Reconstruction of O. reburrus by M. Collins. The precise arrangement of the anteriormost region remains somewhat conjectural.

Halkieriids are Cambrian animals that looked like slugs in scale mail; often when they died their scales, called sclerites, dissociated and scattered, and their sclerites represent a significant component of the small shelly fauna of the early Cambrian. They typically had their front and back ends capped with shells that resembled those we see in bivalve brachiopods. Wiwaxiids were also sluglike, but sported very prominent, long sclerites, and lacked the anterior and posterior shells; their exact position in the evolutionary tree has bounced about quite a bit, but some argument has made that they belong in the annelid ancestry, and that their sclerites are homologous to the bristly setae of worms. One simplistic picture of their relationship to modern forms was that the halkieriids expanded their shells and shed their scales to become molluscs, while the wiwaxiids minimized their armor to emphasize flexibility and became more wormlike. (Note that that is a very crude summary; relationships of these Cambrian groups to modern clades are extremely contentious. There’s a more accurate description of the relationships below.)

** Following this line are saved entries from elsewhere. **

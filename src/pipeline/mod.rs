// Pipeline orchestrator
//
// One run goes through a fixed sequence of stages, each awaiting the
// previous one:
//   ExtractingAudio -> Transcribing -> Translating -> Muxing -> Cleanup -> Done
// Any stage may end the run as Failed(stage). Intermediate files are only
// removed after a fully successful run so failed runs can be inspected.

pub mod run;

use indicatif::{ProgressBar, ProgressStyle};
use std::fmt;
use std::path::{Path, PathBuf};
use std::sync::Arc;
use std::time::Duration;
use thiserror::Error;
use tokio::fs;
use tracing::{error, info, info_span, warn, Instrument};
use walkdir::WalkDir;

pub use run::*;
use crate::config::Config;
use crate::error::{PipelineError, Result};
use crate::language::{Capabilities, LanguageTable};
use crate::media::{MediaProcessorFactory, MediaProcessorTrait};
use crate::subtitle::{write_srt, ResetDetection, SubtitleDocument};
use crate::transcribe::TranscriptProvider;
use crate::translate::{SubtitleTranslator, TranslationBackend};

/// Video extensions picked up by directory processing
pub const VIDEO_EXTENSIONS: [&str; 7] = ["mp4", "avi", "mov", "mkv", "wmv", "flv", "webm"];

/// Position of a run in the stage sequence
#[derive(Debug, Clone, Copy, PartialEq, Eq)]
pub enum Stage {
    Validating,
    ExtractingAudio,
    Transcribing,
    Translating,
    Muxing,
    Cleanup,
    Done,
}

impl fmt::Display for Stage {
    fn fmt(&self, f: &mut fmt::Formatter<'_>) -> fmt::Result {
        let name = match self {
            Self::Validating => "VALIDATING",
            Self::ExtractingAudio => "EXTRACTING_AUDIO",
            Self::Transcribing => "TRANSCRIBING",
            Self::Translating => "TRANSLATING",
            Self::Muxing => "MUXING",
            Self::Cleanup => "CLEANUP",
            Self::Done => "DONE",
        };
        f.write_str(name)
    }
}

/// Terminal failure of a run, tagged with the stage it happened in
#[derive(Error, Debug)]
#[error("{stage} failed: {error}")]
pub struct RunFailure {
    pub stage: Stage,
    #[source]
    pub error: PipelineError,
}

impl RunFailure {
    fn at(stage: Stage) -> impl FnOnce(PipelineError) -> Self {
        move |error| Self { stage, error }
    }
}

/// Tunables shared by every run
#[derive(Debug, Clone)]
pub struct PipelineSettings {
    pub settle_delay: Duration,
    pub work_dir: Option<PathBuf>,
    pub merge_threshold: f64,
    pub reset_detection: ResetDetection,
}

impl PipelineSettings {
    pub fn from_config(config: &Config) -> Result<Self> {
        Ok(Self {
            settle_delay: config.pipeline.settle_delay()?,
            work_dir: config.pipeline.work_dir.clone(),
            merge_threshold: config.transcriber.merge_threshold,
            reset_detection: config.transcriber.reset_detection,
        })
    }
}

/// Video → subtitled video orchestrator.
///
/// Holds only immutable settings and shared backend handles, so one instance
/// can drive several runs concurrently.
pub struct Pipeline {
    media: Arc<dyn MediaProcessorTrait>,
    transcripts: TranscriptProvider,
    translator: SubtitleTranslator,
    languages: LanguageTable,
    settings: PipelineSettings,
}

impl Pipeline {
    pub fn new(
        media: Arc<dyn MediaProcessorTrait>,
        transcripts: TranscriptProvider,
        translator: SubtitleTranslator,
        languages: LanguageTable,
        settings: PipelineSettings,
    ) -> Self {
        Self {
            media,
            transcripts,
            translator,
            languages,
            settings,
        }
    }

    /// Wire the ffmpeg and command-line ASR adapters around an injected translation backend
    pub fn from_config(config: &Config, translation: Arc<dyn TranslationBackend>) -> Result<Self> {
        Ok(Self::new(
            MediaProcessorFactory::create_processor(config.media.clone()),
            TranscriptProvider::from_config(&config.transcriber),
            SubtitleTranslator::new(translation),
            LanguageTable::from_config(&config.languages)?,
            PipelineSettings::from_config(config)?,
        ))
    }

    /// Fail early when the encoder or a backend cannot be used
    pub async fn check_dependencies(&self) -> Result<()> {
        self.media.check_availability().await?;
        self.transcripts.check_availability().await?;
        self.translator.check_availability().await
    }

    pub fn languages(&self) -> &LanguageTable {
        &self.languages
    }

    /// Run the pipeline and return the subtitled video, or `None` on failure.
    /// Failures are logged with their stage and never propagate to the caller.
    pub async fn process<P: AsRef<Path>>(
        &self,
        video_path: P,
        input_lang: &str,
        output_lang: &str,
        dub: bool,
    ) -> Option<PathBuf> {
        let video_path = video_path.as_ref();
        match self.try_process(video_path, input_lang, output_lang, dub).await {
            Ok(output) => {
                info!("Processed video with subtitles is available at {}", output.display());
                Some(output)
            }
            Err(failure) => {
                error!("Processing {} failed during {}: {}", video_path.display(), failure.stage, failure.error);
                None
            }
        }
    }

    /// Same as [`Pipeline::process`] but reports the failing stage and error
    pub async fn try_process<P: AsRef<Path>>(
        &self,
        video_path: P,
        input_lang: &str,
        output_lang: &str,
        dub: bool,
    ) -> std::result::Result<PathBuf, RunFailure> {
        let validating = RunFailure::at(Stage::Validating);

        let (run, paths, capabilities) = self
            .prepare(video_path.as_ref(), input_lang, output_lang, dub)
            .map_err(validating)?;

        let span = info_span!("run", run_id = %run.run_id);
        self.execute(&run, &paths, capabilities).instrument(span).await
    }

    /// Validate the request and derive run paths; no side effects
    fn prepare(
        &self,
        video_path: &Path,
        input_lang: &str,
        output_lang: &str,
        dub: bool,
    ) -> Result<(PipelineRun, RunPaths, Capabilities)> {
        let input = self.languages.resolve_input(input_lang)?;
        let output = self.languages.resolve_output(output_lang)?;

        if !video_path.is_file() {
            return Err(PipelineError::FileNotFound(video_path.display().to_string()));
        }
        let video_path = std::path::absolute(video_path)?;

        if let Some(work_dir) = &self.settings.work_dir {
            if !work_dir.is_dir() {
                return Err(PipelineError::Config(format!(
                    "Work directory does not exist: {}",
                    work_dir.display()
                )));
            }
        }

        let run = PipelineRun::new(video_path, input, output, dub);
        let paths = run.paths(self.settings.work_dir.as_deref())?;

        Ok((run, paths, self.languages.capabilities(input)))
    }

    async fn execute(
        &self,
        run: &PipelineRun,
        paths: &RunPaths,
        capabilities: Capabilities,
    ) -> std::result::Result<PathBuf, RunFailure> {
        info!(
            "Starting run for {} ({} -> {})",
            run.video_path.display(),
            run.input_lang,
            run.output_lang
        );

        info!("[{}] {}", Stage::ExtractingAudio, paths.audio.display());
        self.media
            .extract_audio(&run.video_path, &paths.audio)
            .await
            .map_err(RunFailure::at(Stage::ExtractingAudio))?;

        if !self.settings.settle_delay.is_zero() {
            tokio::time::sleep(self.settings.settle_delay).await;
        }

        info!("[{}] {}", Stage::Transcribing, paths.source_subtitle.display());
        self.transcribe_to_srt(run, paths, capabilities)
            .await
            .map_err(RunFailure::at(Stage::Transcribing))?;

        info!("[{}] {}", Stage::Translating, paths.translated_subtitle.display());
        self.translator
            .translate_file(
                &paths.source_subtitle,
                &paths.translated_subtitle,
                run.input_lang,
                run.output_lang,
            )
            .await
            .map_err(RunFailure::at(Stage::Translating))?;

        info!("[{}] {}", Stage::Muxing, paths.output_video.display());
        self.media
            .embed_subtitles(&run.video_path, &paths.translated_subtitle, &paths.output_video)
            .await
            .map_err(RunFailure::at(Stage::Muxing))?;

        if run.dub {
            if self.languages.dub_supported(run.input_lang, run.output_lang) {
                warn!("Dubbing feature is not implemented yet");
            } else {
                warn!(
                    "Dubbing is not available for {} -> {} (and is not implemented yet)",
                    run.input_lang, run.output_lang
                );
            }
        }

        info!("[{}] removing intermediate files", Stage::Cleanup);
        remove_intermediates(paths).await;

        let elapsed = chrono::Utc::now() - run.started_at;
        info!("[{}] finished in {}s", Stage::Done, elapsed.num_seconds());
        Ok(paths.output_video.clone())
    }

    async fn transcribe_to_srt(
        &self,
        run: &PipelineRun,
        paths: &RunPaths,
        capabilities: Capabilities,
    ) -> Result<()> {
        let transcript = self
            .transcripts
            .transcribe(&paths.audio, run.input_lang, capabilities.granularity)
            .await?;

        let document = SubtitleDocument::from_chunks(
            transcript.chunks,
            transcript.granularity,
            self.settings.reset_detection,
            self.settings.merge_threshold,
        );
        info!("Generated {} subtitle cues", document.len());

        write_srt(&document.to_srt(), &paths.source_subtitle).await
    }

    /// Process every video below `input_dir` one at a time. A failing video is
    /// logged and skipped; the produced outputs are returned.
    pub async fn process_directory<P: AsRef<Path>>(
        &self,
        input_dir: P,
        input_lang: &str,
        output_lang: &str,
        dub: bool,
    ) -> Result<Vec<PathBuf>> {
        let input_dir = input_dir.as_ref();
        info!("Processing directory: {}", input_dir.display());

        if !input_dir.is_dir() {
            return Err(PipelineError::Config(format!(
                "Input path is not a directory: {}",
                input_dir.display()
            )));
        }

        let videos = find_videos(input_dir);
        info!("Found {} video files to process", videos.len());

        let progress = ProgressBar::new(videos.len() as u64);
        progress.set_style(
            ProgressStyle::default_bar()
                .template("{spinner:.green} [{elapsed_precise}] [{bar:40.cyan/blue}] {pos}/{len} {msg}")
                .map_err(|e| PipelineError::Config(format!("Invalid progress template: {}", e)))?
                .progress_chars("#>-"),
        );

        let mut outputs = Vec::new();
        for video in videos {
            progress.set_message(video.file_name().unwrap_or_default().to_string_lossy().into_owned());

            match self.process(&video, input_lang, output_lang, dub).await {
                Some(output) => outputs.push(output),
                None => warn!("Failed to process {}", video.display()),
            }
            progress.inc(1);
        }

        progress.finish_with_message("done");
        info!("Produced {} subtitled videos", outputs.len());
        Ok(outputs)
    }
}

/// Videos below `dir`, skipping outputs of earlier runs
fn find_videos(dir: &Path) -> Vec<PathBuf> {
    let mut videos: Vec<PathBuf> = WalkDir::new(dir)
        .into_iter()
        .filter_map(|e| e.ok())
        .filter(|e| e.file_type().is_file())
        .map(|e| e.into_path())
        .filter(|path| {
            let is_video = path
                .extension()
                .and_then(|ext| ext.to_str())
                .map(|ext| VIDEO_EXTENSIONS.contains(&ext.to_lowercase().as_str()))
                .unwrap_or(false);
            let is_output = path
                .file_stem()
                .map(|stem| stem.to_string_lossy().contains("_subtitled_"))
                .unwrap_or(false);
            is_video && !is_output
        })
        .collect();

    videos.sort();
    videos
}

async fn remove_intermediates(paths: &RunPaths) {
    for path in paths.intermediates() {
        if let Err(e) = fs::remove_file(path).await {
            warn!("Failed to remove {}: {}", path.display(), e);
        }
    }
}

Now a new fossil has been found, Orthozanclus reburrus that unites the two into a larger clade, the halwaxiids. Like the halkieriids, it has an anterior shell (but not a posterior one), and like the wiwaxiids, it has long spiky sclerites. In some ways, this simplifies the relationships; it unites some problematic organisms into a single branch on the tree. The question now becomes where that branch is located—whether the halwaxiids belong in a separate phylum that split off from the lophophorate family tree after the molluscs, or whether the halwaxiids are a sister group to the molluscs.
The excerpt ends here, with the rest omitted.